# Work instructions
Of the lines below, copy those that hold the word "crate".

# Records to process
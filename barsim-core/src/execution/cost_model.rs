//! Cost model — slippage and commission in basis points.
//!
//! Slippage is directional: buyers pay up, sellers receive down. It applies
//! to market-style fill prices only (market orders, gapped stop fills,
//! synthetic trailing exits); limit-priced fills trade at exactly the limit.
//! Commission is symmetric per side and attached to the fill, never netted
//! into the price.

use crate::config::SimConfig;
use crate::domain::OrderSide;

#[derive(Debug, Clone, PartialEq)]
pub struct CostModel {
    /// Slippage in basis points, applied directionally.
    pub slippage_bps: f64,
    /// Commission in basis points per side.
    pub commission_bps: f64,
}

impl CostModel {
    pub fn new(slippage_bps: f64, commission_bps: f64) -> Self {
        Self {
            slippage_bps,
            commission_bps,
        }
    }

    pub fn frictionless() -> Self {
        Self::new(0.0, 0.0)
    }

    pub fn from_config(config: &SimConfig) -> Self {
        Self::new(config.slippage_bps, config.commission_bps)
    }

    /// Apply directional slippage to a raw market-style price.
    pub fn apply_slippage(&self, raw_price: f64, side: OrderSide) -> f64 {
        if self.slippage_bps == 0.0 {
            return raw_price;
        }
        let fraction = self.slippage_bps / 10_000.0;
        match side {
            OrderSide::Buy => raw_price * (1.0 + fraction),
            OrderSide::Sell => raw_price * (1.0 - fraction),
        }
    }

    /// Commission for a fill: `|fill_price * qty| * commission_bps / 1e4`.
    pub fn commission(&self, fill_price: f64, quantity: f64) -> f64 {
        (fill_price * quantity).abs() * (self.commission_bps / 10_000.0)
    }
}

impl Default for CostModel {
    fn default() -> Self {
        Self::frictionless()
    }
}

#[cfg(test)]
mod tests {
    use super::*;

    #[test]
    fn frictionless_returns_raw_price() {
        let cost = CostModel::frictionless();
        assert_eq!(cost.apply_slippage(100.0, OrderSide::Buy), 100.0);
        assert_eq!(cost.commission(100.0, 50.0), 0.0);
    }

    #[test]
    fn buy_slippage_increases_price() {
        let cost = CostModel::new(10.0, 0.0);
        let price = cost.apply_slippage(100.0, OrderSide::Buy);
        assert!((price - 100.10).abs() < 1e-10);
    }

    #[test]
    fn sell_slippage_decreases_price() {
        let cost = CostModel::new(10.0, 0.0);
        let price = cost.apply_slippage(100.0, OrderSide::Sell);
        assert!((price - 99.90).abs() < 1e-10);
    }

    #[test]
    fn commission_is_bps_of_notional() {
        let cost = CostModel::new(0.0, 10.0);
        // 100 * 50 * 10bps = 5.0, sign-insensitive
        assert!((cost.commission(100.0, 50.0) - 5.0).abs() < 1e-10);
        assert!((cost.commission(100.0, -50.0) - 5.0).abs() < 1e-10);
    }
}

# Written reply
use crate::config::SimConfig;
use crate::domain::OrderSide;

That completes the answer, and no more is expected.